The WHO currently identifies four Covid-19 variants of concern, including Alpha, which is present in 193 countries, and Delta, present in 170 countries.
Five variants, including Mu, are to be monitored.
After being detected in Colombia, Mu has since been reported in other South American countries and in Europe.
The WHO has said that its global prevalence has declined to below 0.1 per cent among sequenced cases. In Colombia, however, it is at 39 per cent.
As of Thursday, a total of 5,599 sequences, including both B.1.621 and B.1.621.1, had been submitted by 47 countries to GISAID, the global research database on viruses.
The bulk of the submissions were from the United States and Colombia, followed by Spain, Mexico, Chile, Ecuador, and Canada.
The variant has not been detected in India so far.
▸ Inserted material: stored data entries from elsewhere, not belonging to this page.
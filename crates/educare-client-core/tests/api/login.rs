use educare_client_core::{AuthState, Filter, NotificationKind, Table, UserAction};
use educare_shared::{
    errors::GatewayError,
    page::Page,
    req_args::LoginReqArgs,
    uac::{AuthError, Role, ValidationError},
};
use rstest::rstest;
use std::{future::Future as _, time::Duration};

use crate::helpers::{spawn_app, GatewayCall};

#[tokio::test]
async fn student_login_success() {
    // Arrange
    let app = spawn_app();

    // Act
    let identity = app.flow.login(app.student.login_args()).await.unwrap();

    // Assert
    assert_eq!(identity, app.student.identity);
    assert_eq!(app.flow.state(), AuthState::Authenticated);
    assert!(app.session().is_authenticated());
    assert!(!app.session().is_admin());
    assert_eq!(
        app.ui.redirects(),
        vec![(Page::UserDashboard, Duration::from_millis(1500))]
    );
    let notification = app.ui.last_notification().unwrap();
    assert_eq!(notification.kind, NotificationKind::Success);
    assert_eq!(app.gateway.audit_actions(), vec!["login"]);
}

#[tokio::test]
async fn admin_login_lands_on_admin_dashboard() {
    // Arrange
    let app = spawn_app();
    let args = app.admin.login_args().requested_role(Some(Role::Admin));

    // Act
    app.flow.login(args).await.unwrap();

    // Assert
    assert!(app.session().is_admin());
    assert_eq!(
        app.ui.redirects(),
        vec![(Page::AdminDashboard, Duration::from_millis(1500))]
    );
}

#[tokio::test]
async fn audit_entry_carries_the_session_token() {
    // Arrange
    let app = spawn_app();

    // Act
    app.login_student().await;

    // Assert
    let token = app.session().current_record().unwrap().token().clone();
    let entries = app.gateway.rows(Table::ActivityLogs);
    assert_eq!(entries[0]["session_id"], token.as_ref());
    assert_eq!(entries[0]["user_id"], app.student.identity.id.as_ref());
}

#[rstest]
#[case::no_email("", "secret1")]
#[case::blank_email("   ", "secret1")]
#[case::no_password("kim@example.com", "")]
#[tokio::test]
async fn empty_input_fails_without_contacting_the_service(
    #[case] email: &str,
    #[case] password: &str,
) {
    // Arrange
    let app = spawn_app();
    let args = LoginReqArgs::new(email, password.to_string().into());

    // Act
    let outcome = app.flow.login(args).await;

    // Assert
    assert!(matches!(
        outcome.unwrap_err(),
        AuthError::Validation(ValidationError::MissingFields)
    ));
    assert!(app.gateway.calls().is_empty());
    assert_eq!(app.ui.last_error().unwrap(), "Please fill in all fields");
    assert_eq!(app.flow.state(), AuthState::Anonymous);
}

#[tokio::test]
async fn unknown_user_and_wrong_password_look_the_same() {
    // Arrange
    let app = spawn_app();
    let unknown = LoginReqArgs::new("nobody@example.com", "whatever".to_string().into());
    let wrong_password = app
        .student
        .login_args()
        .password("not-the-password".to_string().into());

    // Act
    let unknown = app.flow.login(unknown).await.unwrap_err();
    let wrong_password = app.flow.login(wrong_password).await.unwrap_err();

    // Assert
    assert!(unknown.is_authentication_failure());
    assert_eq!(unknown.to_string(), wrong_password.to_string());
    assert_eq!(unknown.to_string(), AuthError::InvalidCredentials.to_string());
    assert!(!app.session().is_authenticated());
    assert_eq!(app.flow.state(), AuthState::Anonymous);
    assert!(app.ui.redirects().is_empty());
}

#[tokio::test]
async fn student_asking_for_admin_is_denied() {
    // Arrange
    let app = spawn_app();
    let args = app.student.login_args().requested_role(Some(Role::Admin));

    // Act
    let err = app.flow.login(args).await.unwrap_err();

    // Assert
    assert!(err.is_authorization_failure());
    assert_ne!(err.to_string(), AuthError::InvalidCredentials.to_string());
    assert_eq!(
        app.ui.last_error().unwrap(),
        "Access denied. Admin privileges required."
    );
    assert!(!app.session().is_authenticated());
    assert!(app.storage.is_empty());
    assert!(app.gateway.audit_actions().is_empty());
}

#[tokio::test]
async fn denied_login_signs_the_gateway_out() {
    // Arrange
    let app = spawn_app();
    let args = app.student.login_args().requested_role(Some(Role::Admin));

    // Act
    let err = app.flow.login(args).await.unwrap_err();

    // Assert
    assert!(err.is_authorization_failure());
    assert_eq!(
        app.gateway.calls(),
        vec![
            GatewayCall::VerifyCredentials {
                email: app.student.email.clone()
            },
            GatewayCall::QueryRows {
                table: Table::Users,
                filter: Filter::new().eq("email", app.student.email.as_str()).limit(2),
            },
            GatewayCall::SignOut,
        ]
    );
    assert_eq!(app.gateway.signed_in_as(), None);
}

#[tokio::test]
async fn denied_login_does_not_act_as_the_refused_user() {
    // Arrange
    let app = spawn_app();
    app.login_admin().await;
    let args = app.student.login_args().requested_role(Some(Role::Admin));

    // Act
    app.flow.login(args).await.unwrap_err();

    // Assert
    assert_ne!(app.gateway.signed_in_as(), Some(app.student.email.clone()));
    assert_eq!(app.session().current_identity(), Some(app.admin.identity.clone()));
}

#[tokio::test]
async fn verified_credentials_without_profile_are_signed_out() {
    // Arrange
    let app = spawn_app();
    app.gateway.add_credentials("ghost@example.com", "secret1");
    let args = LoginReqArgs::new("ghost@example.com", "secret1".to_string().into());

    // Act
    let err = app.flow.login(args).await.unwrap_err();

    // Assert
    assert!(err.is_authentication_failure());
    assert_eq!(app.gateway.signed_in_as(), None);
    assert!(!app.session().is_authenticated());
}

#[tokio::test]
async fn successful_login_stays_signed_in() {
    // Arrange
    let app = spawn_app();

    // Act
    app.login_student().await;

    // Assert
    assert_eq!(app.gateway.signed_in_as(), Some(app.student.email.clone()));
    assert!(!app.gateway.calls().contains(&GatewayCall::SignOut));
}

#[tokio::test]
async fn admin_may_use_the_student_form() {
    // Arrange
    let app = spawn_app();
    let args = app.admin.login_args().requested_role(Some(Role::Student));

    // Act
    let identity = app.flow.login(args).await.unwrap();

    // Assert
    assert!(identity.is_admin());
}

#[tokio::test]
async fn transport_failure_is_not_reported_as_bad_credentials() {
    // Arrange
    let app = spawn_app();
    app.gateway.fail_all(GatewayError::Unreachable("connection refused".into()));

    // Act
    let err = app.flow.login(app.student.login_args()).await.unwrap_err();

    // Assert
    assert!(matches!(err, AuthError::Transport(_)));
    assert!(!err.is_authentication_failure());
    let message = app.ui.last_error().unwrap();
    assert!(message.contains("connection refused"), "{message}");
    assert_ne!(message, AuthError::InvalidCredentials.to_string());
}

#[tokio::test]
async fn ambiguous_user_rows_fail_authentication() {
    // Arrange
    let app = spawn_app();
    app.gateway.duplicate_user_row(&app.student.identity);

    // Act
    let err = app.flow.login(app.student.login_args()).await.unwrap_err();

    // Assert
    assert!(err.is_authentication_failure());
    assert!(!app.session().is_authenticated());
    assert_eq!(app.gateway.signed_in_as(), None);
}

#[tokio::test]
async fn audit_failure_does_not_fail_login() {
    // Arrange
    let app = spawn_app();
    app.gateway.fail_inserts(
        Table::ActivityLogs,
        GatewayError::Server {
            status: 500,
            message: "audit table offline".into(),
        },
    );

    // Act
    let outcome = app.flow.login(app.student.login_args()).await;

    // Assert
    assert!(outcome.is_ok());
    assert!(app.session().is_authenticated());
    assert!(app.ui.last_error().is_none());
}

#[tokio::test]
async fn double_submit_makes_one_request() {
    // Arrange
    let app = spawn_app();

    // Act
    let (first, second) = tokio::join!(
        app.flow.login(app.student.login_args()),
        app.flow.login(app.student.login_args())
    );

    // Assert
    assert!(first.is_ok());
    assert!(matches!(second.unwrap_err(), AuthError::Busy));
    assert_eq!(app.gateway.verify_calls(), 1);
    assert!(app.flow.is_allowed_to_submit());
}

#[tokio::test]
async fn busy_indicator_cleared_after_failure() {
    // Arrange
    let app = spawn_app();
    app.gateway.fail_all(GatewayError::TimedOut);

    // Act
    let _ = app.flow.login(app.student.login_args()).await;

    // Assert
    assert_eq!(
        app.ui.busy_events(),
        vec![(UserAction::Login, true), (UserAction::Login, false)]
    );
    assert!(!app.ui.is_busy(UserAction::Login));
    assert!(app.flow.is_allowed_to_submit());
}

#[tokio::test]
async fn busy_indicator_cleared_when_login_is_abandoned() {
    // Arrange
    let app = spawn_app();

    // Act - Dropped after the first round trip started
    {
        let login = app.flow.login(app.student.login_args());
        let mut login = std::pin::pin!(login);
        let waker = futures::task::noop_waker();
        let mut cx = std::task::Context::from_waker(&waker);
        assert!(login.as_mut().poll(&mut cx).is_pending());
        assert!(app.ui.is_busy(UserAction::Login));
    }

    // Assert
    assert!(!app.ui.is_busy(UserAction::Login));
    assert!(app.flow.is_allowed_to_submit());
    assert_eq!(
        app.gateway.calls(),
        vec![GatewayCall::VerifyCredentials {
            email: app.student.email.clone()
        }]
    );
}

#[tokio::test]
async fn logged_in_visitor_skips_the_login_page() {
    // Arrange
    let app = spawn_app();
    app.login_admin().await;

    // Act
    let page = app.flow.resume_existing_session();

    // Assert
    assert_eq!(page, Some(Page::AdminDashboard));
    assert_eq!(
        app.ui.redirects().last(),
        Some(&(Page::AdminDashboard, Duration::ZERO))
    );
}

#[tokio::test]
async fn anonymous_visitor_stays_on_the_login_page() {
    // Arrange
    let app = spawn_app();

    // Act
    let page = app.flow.resume_existing_session();

    // Assert
    assert_eq!(page, None);
    assert!(app.ui.redirects().is_empty());
}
It is also not present in Africa, Australia, and most of Asia.
Globally, the cumulative prevalence of Mu is less than 0.5 per cent, according to outbreak.info.
As per a paper published in ‘Infection, Genetics and Evolution,' the Mu variant has several substitutions affecting the spike protein and amino acid changes.
Mutations including, E484K, N501Y, P681H, D614G are seen in the Mu variant have been reported in other VOIs and VOCs.
These mutations are known to help the virus escape the body’s immune defences. These also help in increasing transmissibility.